If it helps, here is how such a scenario can be created:

# on host assume that we are `user1`
# assume that we use `[homes]` in `smb.conf` so our home directory is shared
mkdir -p d1/d2 && cd d1
# assume that there is a `host2`
# with a share named `share2` and a user `user2`
sudo mount.cifs -o username=user2 '//host2/share2' d2
# we check and see that it works and files from `share2` are visible
ls d2
# now we try to use this share from anywhere, for example locally
echo "ls d1/d2" | smbclient '\\localhost\user1' -U user1
# now we will only see an empty directory
user579825
  • 101
  • 8
  • It is unclear what you are trying to share and where. Please clarify your question and show what commands you have used on which machines. – AFH Jun 13 '16 at 12:27
  • I purposely phrased it in this general way because it did not matter how I created a nested mount in a samba share. But I added it back as example for clarity as commands may be easier to understand than a description. – user579825 Jun 13 '16 at 12:57
  • Thanks for the clarification: it's not what I though you were trying to do. I am looking at the problem, but it is difficult for me to set up a test. – AFH Jun 13 '16 at 13:10
  • Actually, I have figured something out while doing it. It seems that smbclient does not work as I expected; if I type "ls dir", I do not seem to be able to see the contents. I have to cd and then use ls. However, I get an permission error if I try to access the .gvfs directory, which was the original origin of why I began investigating. Is there any reason why this is different or how one would be able to access automatically mounted shares in .gvfs?
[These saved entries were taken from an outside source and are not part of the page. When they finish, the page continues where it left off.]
//! Error handling module for the artifacts addon
//!
//! Compiling the addon never fails: missing credentials degrade to emitted
//! diagnostics. These error types cover everything around it, mainly loading
//! and parsing configuration files.

use thiserror::Error;

/// Main error type for the artifacts addon
#[derive(Error, Debug)]
pub enum AddonError {
    /// IO errors (reading config files, writing scripts)
    #[error("IO error: {0}")]
    Io(#[from] std::io::Error),

    /// JSON parsing errors
    #[error("JSON error: {0}")]
    Json(#[from] serde_json::Error),

    /// Configuration errors (unsupported value shapes, bad top-level type)
    #[error("Configuration error: {0}")]
    Config(String),

    /// Validation errors (missing credentials)
    #[error("Validation error: {0}")]
    Validation(String),
}

/// Result type alias for addon operations
pub type Result<T> = std::result::Result<T, AddonError>;

impl AddonError {
    /// Create a configuration error
    pub fn config(msg: impl Into<String>) -> Self {
        Self::Config(msg.into())
    }

    /// Create a validation error
    pub fn validation(msg: impl Into<String>) -> Self {
        Self::Validation(msg.into())
    }
}
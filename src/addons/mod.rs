//! Build script addons.
//!
//! An addon contributes commands to a build script at a fixed point of the
//! script's lifecycle. The surrounding compiler owns the script; addons only
//! describe what to add through a `ScriptEmitter`.

pub mod artifacts;

use serde::Serialize;

use crate::script::ScriptEmitter;
use crate::types::Credential;

pub use artifacts::ArtifactsAddon;

/// What an addon did when its hook ran.
#[derive(Debug, Clone, PartialEq, Eq, Serialize)]
#[serde(tag = "outcome", content = "missing", rename_all = "snake_case")]
pub enum AddonOutcome {
    /// Nothing configured, nothing emitted
    Skipped,
    /// Guard and diagnostics emitted, upload suppressed
    MissingCredentials(Vec<Credential>),
    /// Full block emitted
    Compiled,
}

impl AddonOutcome {
    pub fn is_compiled(&self) -> bool {
        matches!(self, AddonOutcome::Compiled)
    }
}

/// Lifecycle hooks a build script compiler invokes on its addons.
pub trait Addon {
    /// Short name used in logs
    fn name(&self) -> &'static str;

    /// Whether the emitted commands need root on the build worker
    fn requires_super_user(&self) -> bool {
        false
    }

    /// Runs once, after the job's own script steps were emitted.
    fn after_script(&self, script: &mut dyn ScriptEmitter) -> AddonOutcome;
}
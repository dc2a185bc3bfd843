//! Emitter that records what was emitted instead of rendering it.

use serde::Serialize;

use super::{Body, CommandOptions, ScriptEmitter};
use crate::error::Result;

/// One recorded emission.
#[derive(Debug, Clone, PartialEq, Serialize)]
#[serde(tag = "type", rename_all = "snake_case")]
pub enum Emission {
    Command {
        text: String,
        echo: bool,
        assert: bool,
    },
    SetEnv {
        name: String,
        value: String,
        echo: bool,
        assert: bool,
    },
    Fold {
        id: String,
        body: Vec<Emission>,
    },
    Conditional {
        guard: String,
        body: Vec<Emission>,
    },
}

impl Emission {
    pub fn body(&self) -> &[Emission] {
        match self {
            Emission::Fold { body, .. } | Emission::Conditional { body, .. } => body.as_slice(),
            _ => &[],
        }
    }
}

/// Records emissions as a tree mirroring the nesting of the calls.
#[derive(Debug, Clone, Default, PartialEq)]
pub struct Recorder {
    emissions: Vec<Emission>,
}

impl Recorder {
    pub fn new() -> Self {
        Self::default()
    }

    /// Top-level emissions
    pub fn emissions(&self) -> &[Emission] {
        &self.emissions
    }

    pub fn is_empty(&self) -> bool {
        self.emissions.is_empty()
    }

    /// Commands and exports in emission order, with folds and conditionals
    /// flattened away.
    pub fn leaves(&self) -> Vec<&Emission> {
        let mut out = Vec::new();
        collect_leaves(&self.emissions, &mut out);
        out
    }

    /// Text of every command, in order
    pub fn commands(&self) -> Vec<&str> {
        self.leaves()
            .into_iter()
            .filter_map(|emission| match emission {
                Emission::Command { text, .. } => Some(text.as_str()),
                _ => None,
            })
            .collect()
    }

    /// `(name, value)` of every export, in order
    pub fn env_vars(&self) -> Vec<(&str, &str)> {
        self.leaves()
            .into_iter()
            .filter_map(|emission| match emission {
                Emission::SetEnv { name, value, .. } => Some((name.as_str(), value.as_str())),
                _ => None,
            })
            .collect()
    }

    /// First export of `name`
    pub fn find_env(&self, name: &str) -> Option<&Emission> {
        self.leaves()
            .into_iter()
            .find(|emission| matches!(emission, Emission::SetEnv { name: n, .. } if n == name))
    }

    pub fn to_json(&self) -> Result<String> {
        Ok(serde_json::to_string_pretty(&self.emissions)?)
    }
}

fn record_nested(body: Body<'_>) -> Vec<Emission> {
    let mut child = Recorder::new();
    body(&mut child);
    child.emissions
}

fn collect_leaves<'a>(emissions: &'a [Emission], out: &mut Vec<&'a Emission>) {
    for emission in emissions {
        match emission {
            Emission::Fold { body, .. } | Emission::Conditional { body, .. } => {
                collect_leaves(body, out)
            }
            leaf => out.push(leaf),
        }
    }
}

impl ScriptEmitter for Recorder {
    fn conditional(&mut self, guard: &str, body: Body<'_>) {
        let body = record_nested(body);
        self.emissions.push(Emission::Conditional {
            guard: guard.to_string(),
            body,
        });
    }

    fn command(&mut self, text: &str, options: CommandOptions) {
        self.emissions.push(Emission::Command {
            text: text.to_string(),
            echo: options.echo,
            assert: options.assert,
        });
    }

    fn folded_section(&mut self, id: &str, body: Body<'_>) {
        let body = record_nested(body);
        self.emissions.push(Emission::Fold {
            id: id.to_string(),
            body,
        });
    }

    fn set_env(&mut self, name: &str, value: &str, options: CommandOptions) {
        self.emissions.push(Emission::SetEnv {
            name: name.to_string(),
            value: value.to_string(),
            echo: options.echo,
            assert: options.assert,
        });
    }
}
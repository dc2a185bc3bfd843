//! Script emission contract.
//!
//! Addons never run commands. They describe them to a `ScriptEmitter`, which
//! turns the description into something a build worker executes (or, in
//! tests, into a recorded tree of emissions).
//!
//! # Design Goals
//!
//! 1. **Narrow Surface**: four operations cover everything an addon needs:
//!    conditionals, folds, commands and exports.
//! 2. **Substitutable**: the same addon code drives `BashScript` in production
//!    and `Recorder` in tests.
//! 3. **Explicit Failure Policy**: every command states whether it is echoed
//!    and whether a failure aborts the build.

pub mod bash;
pub mod recorder;

use serde::Serialize;

pub use bash::BashScript;
pub use recorder::{Emission, Recorder};

/// Per-command logging and failure policy.
#[derive(Debug, Clone, Copy, PartialEq, Eq, Serialize)]
pub struct CommandOptions {
    /// Write the command text to the build log before running it
    pub echo: bool,
    /// Fail the build when the command exits non-zero
    pub assert: bool,
}

impl Default for CommandOptions {
    fn default() -> Self {
        Self {
            echo: true,
            assert: true,
        }
    }
}

impl CommandOptions {
    /// Not echoed, never fails the build
    pub const QUIET: Self = Self {
        echo: false,
        assert: false,
    };

    /// Echoed, never fails the build
    pub const BEST_EFFORT: Self = Self {
        echo: true,
        assert: false,
    };

    pub fn with_echo(mut self, echo: bool) -> Self {
        self.echo = echo;
        self
    }

    pub fn with_assert(mut self, assert: bool) -> Self {
        self.assert = assert;
        self
    }
}

/// Nested emission body.
pub type Body<'a> = &'a mut dyn FnMut(&mut dyn ScriptEmitter);

/// Sink for script emissions.
///
/// # Contract
///
/// - `conditional()`: `guard` is written verbatim and evaluated by the shell
///   at build time; `body` emits the guarded commands.
/// - `folded_section()`: groups `body` under a collapsible log section named `id`.
/// - `command()`: one shell command, with its echo/assert policy.
/// - `set_env()`: one export, with the same policy.
pub trait ScriptEmitter {
    fn conditional(&mut self, guard: &str, body: Body<'_>);

    fn command(&mut self, text: &str, options: CommandOptions);

    fn folded_section(&mut self, id: &str, body: Body<'_>);

    fn set_env(&mut self, name: &str, value: &str, options: CommandOptions);
}

#[cfg(test)]
mod tests {
    use super::*;

    #[test]
    fn test_default_options_echo_and_assert() {
        let options = CommandOptions::default();
        assert!(options.echo);
        assert!(options.assert);
    }

    #[test]
    fn test_named_policies() {
        assert_eq!(
            CommandOptions::default().with_echo(false).with_assert(false),
            CommandOptions::QUIET
        );
        assert_eq!(
            CommandOptions::default().with_assert(false),
            CommandOptions::BEST_EFFORT
        );
    }
}
//! Bash rendering of script emissions.
//!
//! Output shape:
//!
//! ```text
//! if [[ <guard> ]]; then
//!   echo -en 'fold:start:<id>\r'
//!   echo '$ <command>'            # echoed commands only
//!   <command> || true             # non-asserted
//!   <command> || { echo '...' >&2; exit 1; }   # asserted
//!   echo -en 'fold:end:<id>\r'
//! fi
//! ```

use super::{Body, CommandOptions, ScriptEmitter};

const INDENT: &str = "  ";

/// Accumulates bash text.
#[derive(Debug, Clone, Default)]
pub struct BashScript {
    lines: Vec<String>,
    depth: usize,
}

impl BashScript {
    pub fn new() -> Self {
        Self::default()
    }

    pub fn lines(&self) -> &[String] {
        &self.lines
    }

    pub fn is_empty(&self) -> bool {
        self.lines.is_empty()
    }

    /// Rendered script, newline terminated (empty when nothing was emitted)
    pub fn finish(self) -> String {
        let mut out = self.lines.join("\n");
        if !out.is_empty() {
            out.push('\n');
        }
        out
    }

    fn push(&mut self, line: String) {
        self.lines
            .push(format!("{}{}", INDENT.repeat(self.depth), line));
    }

    fn nested(&self, body: Body<'_>) -> Vec<String> {
        let mut child = BashScript {
            lines: Vec::new(),
            depth: self.depth + 1,
        };
        body(&mut child);
        child.lines
    }

    fn emit(&mut self, text: &str, options: CommandOptions) {
        if options.echo {
            self.push(format!("echo {}", shell_quote(&format!("$ {}", text))));
        }
        if options.assert {
            let failure = format!("The command \"{}\" failed.", text);
            self.push(format!(
                "{} || {{ echo {} >&2; exit 1; }}",
                text,
                shell_quote(&failure)
            ));
        } else {
            self.push(format!("{} || true", text));
        }
    }
}

impl ScriptEmitter for BashScript {
    fn conditional(&mut self, guard: &str, body: Body<'_>) {
        let inner = self.nested(body);
        self.push(format!("if [[ {} ]]; then", guard));
        if inner.is_empty() {
            // bash rejects an empty then-branch
            self.depth += 1;
            self.push(":".to_string());
            self.depth -= 1;
        } else {
            self.lines.extend(inner);
        }
        self.push("fi".to_string());
    }

    fn command(&mut self, text: &str, options: CommandOptions) {
        self.emit(text, options);
    }

    fn folded_section(&mut self, id: &str, body: Body<'_>) {
        let inner = self.nested(body);
        self.push(format!("echo -en 'fold:start:{}\\r'", id));
        // fold bodies render at the fold's own depth
        self.lines
            .extend(inner.into_iter().map(|line| outdent(&line)));
        self.push(format!("echo -en 'fold:end:{}\\r'", id));
    }

    fn set_env(&mut self, name: &str, value: &str, options: CommandOptions) {
        let export = format!("export {}={}", name, double_quote(value));
        self.emit(&export, options);
    }
}

/// Single-quote a string for bash; nothing inside is expanded.
pub fn shell_quote(s: &str) -> String {
    format!("'{}'", s.replace('\'', r"'\''"))
}

/// Double-quote a string for bash, leaving `$` expansions live.
pub fn double_quote(s: &str) -> String {
    let mut out = String::with_capacity(s.len() + 2);
    out.push('"');
    for c in s.chars() {
        if matches!(c, '"' | '\\' | '`') {
            out.push('\\');
        }
        out.push(c);
    }
    out.push('"');
    out
}

fn outdent(line: &str) -> String {
    line.strip_prefix(INDENT).unwrap_or(line).to_string()
}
Probably something related to security. – user579825 Jun 13 '16 at 13:14
  • I think it is a security issue: I haven't analysed it fully yet, but it looks as though the user name for accessing `share2` is not accessible when accessing `share1` as `user1`. However, this is not a complete explanation, and I am investigating further. – AFH Jun 13 '16 at 13:27
  • It gets extremely weird for me: I added a Windows 10 client to the mix for testing. I can see and open files in text editors, but I cannot open files with video players such as mpc, I always get "file not found". – user579825 Jun 13 '16 at 13:42
  • Oh and while browsing, it seems that a subdirectory looks like a file. – user579825 Jun 13 '16 at 13:49
  • 1
    I haven't managed to find out how mount point data are stored, but [this answer](http://superuser.com/questions/200685/what-does-linux-do-with-existing-files-in-a-mount-point/200697#200697) shows how mount points can be bypassed, and I think your example is working similarly. The mount points are stored in `/etc/mtab` (linked to `proc/mount` in Debian and derivatives), but I wouldn't expect every directory access to check this file, even if it is mirrored or indexed in memory, though maybe it does. – AFH Jun 14 '16 at 12:50

1 Answers1

1

After investigating, it seems I have been affected by a bug as described here: https://serverfault.com/questions/491464/directories-shown-as-files-when-sharing-a-mounted-cifs-drive

It seems there is a bug when "resharing" with samba: Directories are shown as files because of a bug. Samba uses the inode count to determine this and cifs sets this to zero. So all directories appear as files of size zero.

The proposed solution is to recompile a kernel module for samba, but I do not think that is a viable solution. It has been 3 years since the answer, maybe someone knows a better solution now. The original bug has been marked as WILL_NOT_FIX in cifs and in samba, nothing seems to have happened.

If anyone has a better solution, I would like to hear from them.